ONE of the world’s best-loved public figures was given the highest award in Brent.
The ailing former prisoner and president of South Africa, Nelson Mandela, has visited the borough twice and was awarded the Freedom of the Borough of Brent at a special meeting of the full council at the Town Hall on Monday.
The award was given to Mr Mandela – who led the struggle against apartheid in South Africa and was jailed for 27 years because of his role – for his outstanding contribution to human rights, democracy and freedom of speech. An illuminated scroll and special casket was made.
Mr Mandela, 94, whose is critically ill in hospital at the time we go to press, first came to the borough as a fugitive in 1962 and gave a speech to Willesden Trades Council.
He was arrested shortly after returning to South Africa and sentenced to life in prison in 1964.
Following his release from prison in 1990, he revisited Brent where a Freedom Concert was held in his honour at Wembley Stadium.
During that visit, Mr Mandela, then deputy leader of the African National Congress in South Africa, met Brent’s then council leader, Dorman Long, who lobbied for the former prisoner to be given the Freedom of the Borough. However, this was blocked by Conservative councillors at the time.
The record of Mr Mandela’s 1990 visit was unearthed when Labour Councillor Jim Moher was clearing a cupboard in the Labour Group office ahead of the move to the new Civic Centre and found a wooden plaque commemorating the event.
Mr Moher, a keen historian, made some enquiries and found the scroll and casket were in the archives, so the Labour Group pressed ahead with officially conferring the honour.
Leader of Brent Council, Councillor Muhammed Butt, said: “It is a great honour to right a historic wrong and give Nelson Mandela the Freedom of the Borough that he should have had 23 years ago.
“Mr Mandela has a long history with our borough that goes all the way back to 1962 when he addressed the Willesden Trades Council and his life has had a huge impact on the history of our borough. I’m deeply saddened to hear of Mr Mandela’s illness and hope he makes a full recovery.”

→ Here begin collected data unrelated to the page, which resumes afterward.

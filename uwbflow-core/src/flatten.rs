//! Flatten Stage and the Cloud-Field Mapping Tables
//!
//! ## Overview
//!
//! Flatten projects a structured device record into its single-level,
//! storage-ready form. Top-level identity, spatial, and temporal fields are
//! copied through (timestamps coerced, `position` untouched); every leaf of
//! the cloud-origin payload is projected into an individually named flat
//! field; and the complete raw record is attached under `extra_data` so the
//! codec can later reconstruct it exactly. Flatten is total: no input can
//! make it fail.
//!
//! ## Mapping tables
//!
//! Each cloud-payload leaf has exactly one [`FieldMap`] row carrying both
//! directions: `project` (cloud → flat, used here) and `restore`
//! (flat → cloud, used by [`crate::codec`] for sparse reconstruction).
//! Keeping the two directions side by side in one table is what keeps
//! flatten and deserialize inverse; a new cloud field means one new row, not
//! two edits in distant files.
//!
//! Rows write only present values, so absent cloud fields stay absent flat
//! fields and vice versa. Nested sub-objects (tx-power boosts, topic sets,
//! the anchor's cloud position) are materialized on restore only when at
//! least one of their leaves is present.

use chrono::Utc;

use crate::coerce::parse_timestamp_str;
use crate::record::{
    AnchorCloudData, DeviceType, FlattenedAnchor, FlattenedGateway, GatewayCloudData, Position,
    RawAnchor, RawGateway,
};

/// One cloud-payload leaf: its flat key and both projection directions.
pub struct FieldMap<Cloud, Flat> {
    /// Flat-record key, for diagnostics and table sanity checks.
    pub flat_key: &'static str,
    /// Cloud → flat projection. Writes at most one flat field.
    pub project: fn(&Cloud, &mut Flat),
    /// Flat → cloud restoration. Writes only when the flat leaf is present.
    pub restore: fn(&Flat, &mut Cloud),
}

/// Mapping table for every gateway cloud-payload leaf.
///
/// `battery_voltage` and `rssi` fall back to the live-feed envelope
/// (`pub.msg.data`) when the direct cloud field is absent; the envelope
/// itself is never reconstructed.
pub const GATEWAY_CLOUD_FIELDS: &[FieldMap<GatewayCloudData, FlattenedGateway>] = &[
    FieldMap {
        flat_key: "content",
        project: |c, f| f.content = c.content.clone(),
        restore: |f, c| c.content = f.content.clone(),
    },
    FieldMap {
        flat_key: "cloud_gateway_id",
        project: |c, f| f.cloud_gateway_id = c.gateway_id,
        restore: |f, c| c.gateway_id = f.cloud_gateway_id,
    },
    FieldMap {
        flat_key: "fw_version",
        project: |c, f| f.fw_version = c.fw_ver.clone(),
        restore: |f, c| c.fw_ver = f.fw_version.clone(),
    },
    FieldMap {
        flat_key: "fw_serial",
        project: |c, f| f.fw_serial = c.fw_serial,
        restore: |f, c| c.fw_serial = f.fw_serial,
    },
    FieldMap {
        flat_key: "uwb_hw_com_ok",
        project: |c, f| f.uwb_hw_com_ok = c.uwb_hw_com_ok.clone(),
        restore: |f, c| c.uwb_hw_com_ok = f.uwb_hw_com_ok.clone(),
    },
    FieldMap {
        flat_key: "uwb_joined",
        project: |c, f| f.uwb_joined = c.uwb_joined.clone(),
        restore: |f, c| c.uwb_joined = f.uwb_joined.clone(),
    },
    FieldMap {
        flat_key: "uwb_network_id",
        project: |c, f| f.uwb_network_id = c.uwb_network_id,
        restore: |f, c| c.uwb_network_id = f.uwb_network_id,
    },
    FieldMap {
        flat_key: "uwb_tx_power_boost_norm",
        project: |c, f| {
            f.uwb_tx_power_boost_norm = c.uwb_tx_power.as_ref().and_then(|p| p.boost_norm)
        },
        restore: |f, c| {
            if let Some(v) = f.uwb_tx_power_boost_norm {
                c.uwb_tx_power.get_or_insert_with(Default::default).boost_norm = Some(v);
            }
        },
    },
    FieldMap {
        flat_key: "uwb_tx_power_boost_500",
        project: |c, f| {
            f.uwb_tx_power_boost_500 = c.uwb_tx_power.as_ref().and_then(|p| p.boost_500)
        },
        restore: |f, c| {
            if let Some(v) = f.uwb_tx_power_boost_500 {
                c.uwb_tx_power.get_or_insert_with(Default::default).boost_500 = Some(v);
            }
        },
    },
    FieldMap {
        flat_key: "uwb_tx_power_boost_250",
        project: |c, f| {
            f.uwb_tx_power_boost_250 = c.uwb_tx_power.as_ref().and_then(|p| p.boost_250)
        },
        restore: |f, c| {
            if let Some(v) = f.uwb_tx_power_boost_250 {
                c.uwb_tx_power.get_or_insert_with(Default::default).boost_250 = Some(v);
            }
        },
    },
    FieldMap {
        flat_key: "uwb_tx_power_boost_125",
        project: |c, f| {
            f.uwb_tx_power_boost_125 = c.uwb_tx_power.as_ref().and_then(|p| p.boost_125)
        },
        restore: |f, c| {
            if let Some(v) = f.uwb_tx_power_boost_125 {
                c.uwb_tx_power.get_or_insert_with(Default::default).boost_125 = Some(v);
            }
        },
    },
    FieldMap {
        flat_key: "uwb_tx_power_changed",
        project: |c, f| f.uwb_tx_power_changed = c.uwb_tx_power_changed.clone(),
        restore: |f, c| c.uwb_tx_power_changed = f.uwb_tx_power_changed.clone(),
    },
    FieldMap {
        flat_key: "connected_ap",
        project: |c, f| f.connected_ap = c.connected_ap.clone(),
        restore: |f, c| c.connected_ap = f.connected_ap.clone(),
    },
    FieldMap {
        flat_key: "wifi_tx_power",
        project: |c, f| f.wifi_tx_power = c.wifi_tx_power,
        restore: |f, c| c.wifi_tx_power = f.wifi_tx_power,
    },
    FieldMap {
        flat_key: "set_wifi_max_tx_power",
        project: |c, f| f.set_wifi_max_tx_power = c.set_wifi_max_tx_power,
        restore: |f, c| c.set_wifi_max_tx_power = f.set_wifi_max_tx_power,
    },
    FieldMap {
        flat_key: "ble_scan_time",
        project: |c, f| f.ble_scan_time = c.ble_scan_time,
        restore: |f, c| c.ble_scan_time = f.ble_scan_time,
    },
    FieldMap {
        flat_key: "ble_scan_pause_time",
        project: |c, f| f.ble_scan_pause_time = c.ble_scan_pause_time,
        restore: |f, c| c.ble_scan_pause_time = f.ble_scan_pause_time,
    },
    FieldMap {
        flat_key: "battery_voltage",
        project: |c, f| {
            f.battery_voltage = c
                .battery_voltage
                .or_else(|| c.pub_msg_data().and_then(|d| d.battery_voltage))
        },
        restore: |f, c| c.battery_voltage = f.battery_voltage,
    },
    FieldMap {
        flat_key: "five_v_plugged",
        project: |c, f| f.five_v_plugged = c.five_v_plugged.clone(),
        restore: |f, c| c.five_v_plugged = f.five_v_plugged.clone(),
    },
    FieldMap {
        flat_key: "pub_topic_anchor_config",
        project: |c, f| {
            f.pub_topic_anchor_config = c.pub_topic.as_ref().and_then(|t| t.anchor_config.clone())
        },
        restore: |f, c| {
            if let Some(v) = &f.pub_topic_anchor_config {
                c.pub_topic.get_or_insert_with(Default::default).anchor_config = Some(v.clone());
            }
        },
    },
    FieldMap {
        flat_key: "pub_topic_tag_config",
        project: |c, f| {
            f.pub_topic_tag_config = c.pub_topic.as_ref().and_then(|t| t.tag_config.clone())
        },
        restore: |f, c| {
            if let Some(v) = &f.pub_topic_tag_config {
                c.pub_topic.get_or_insert_with(Default::default).tag_config = Some(v.clone());
            }
        },
    },
    FieldMap {
        flat_key: "pub_topic_location",
        project: |c, f| {
            f.pub_topic_location = c.pub_topic.as_ref().and_then(|t| t.location.clone())
        },
        restore: |f, c| {
            if let Some(v) = &f.pub_topic_location {
                c.pub_topic.get_or_insert_with(Default::default).location = Some(v.clone());
            }
        },
    },
    FieldMap {
        flat_key: "pub_topic_message",
        project: |c, f| f.pub_topic_message = c.pub_topic.as_ref().and_then(|t| t.message.clone()),
        restore: |f, c| {
            if let Some(v) = &f.pub_topic_message {
                c.pub_topic.get_or_insert_with(Default::default).message = Some(v.clone());
            }
        },
    },
    FieldMap {
        flat_key: "pub_topic_ack_from_node",
        project: |c, f| {
            f.pub_topic_ack_from_node = c.pub_topic.as_ref().and_then(|t| t.ack_from_node.clone())
        },
        restore: |f, c| {
            if let Some(v) = &f.pub_topic_ack_from_node {
                c.pub_topic.get_or_insert_with(Default::default).ack_from_node = Some(v.clone());
            }
        },
    },
    FieldMap {
        flat_key: "pub_topic_health",
        project: |c, f| f.pub_topic_health = c.pub_topic.as_ref().and_then(|t| t.health.clone()),
        restore: |f, c| {
            if let Some(v) = &f.pub_topic_health {
                c.pub_topic.get_or_insert_with(Default::default).health = Some(v.clone());
            }
        },
    },
    FieldMap {
        flat_key: "sub_topic_downlink",
        project: |c, f| f.sub_topic_downlink = c.sub_topic.as_ref().and_then(|t| t.downlink.clone()),
        // A present downlink leaf materializes sub_topic even when it is the
        // empty string.
        restore: |f, c| {
            if let Some(v) = &f.sub_topic_downlink {
                c.sub_topic.get_or_insert_with(Default::default).downlink = Some(v.clone());
            }
        },
    },
    FieldMap {
        flat_key: "discard_iot_data_time",
        project: |c, f| f.discard_iot_data_time = c.discard_iot_data_time,
        restore: |f, c| c.discard_iot_data_time = f.discard_iot_data_time,
    },
    FieldMap {
        flat_key: "discarded_iot_data",
        project: |c, f| f.discarded_iot_data = c.discarded_iot_data,
        restore: |f, c| c.discarded_iot_data = f.discarded_iot_data,
    },
    FieldMap {
        flat_key: "total_discarded_data",
        project: |c, f| f.total_discarded_data = c.total_discarded_data,
        restore: |f, c| c.total_discarded_data = f.total_discarded_data,
    },
    FieldMap {
        flat_key: "first_sync",
        project: |c, f| f.first_sync = c.first_sync.clone(),
        restore: |f, c| c.first_sync = f.first_sync.clone(),
    },
    FieldMap {
        flat_key: "last_sync",
        project: |c, f| f.last_sync = c.last_sync.clone(),
        restore: |f, c| c.last_sync = f.last_sync.clone(),
    },
    FieldMap {
        flat_key: "current",
        project: |c, f| f.current = c.current.clone(),
        restore: |f, c| c.current = f.current.clone(),
    },
    FieldMap {
        flat_key: "received_at",
        project: |c, f| f.received_at = c.received_at,
        restore: |f, c| c.received_at = f.received_at,
    },
    FieldMap {
        flat_key: "rssi",
        project: |c, f| f.rssi = c.rssi.or_else(|| c.pub_msg_data().and_then(|d| d.rssi)),
        restore: |f, c| c.rssi = f.rssi,
    },
    FieldMap {
        flat_key: "signal_quality",
        project: |c, f| f.signal_quality = c.signal_quality.clone(),
        restore: |f, c| c.signal_quality = f.signal_quality.clone(),
    },
    FieldMap {
        flat_key: "config_mode",
        project: |c, f| f.config_mode = c.config_mode.clone(),
        restore: |f, c| c.config_mode = f.config_mode.clone(),
    },
];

Mr Mandela is only the second person to be given the accolade, following the long-serving artistic director of the Tricycle Theatre, Nicolas Kent.
In the early 1980s, a new street in Stonebridge was named Mandela Close in his honour.
The worldwide campaign to free Mr Mandela culminated in the 1988 concert at Wembley Stadium in London where international stars performed and thousands of people, watched by millions more watching on TV around the world, sang ‘Free Nelson Mandela’.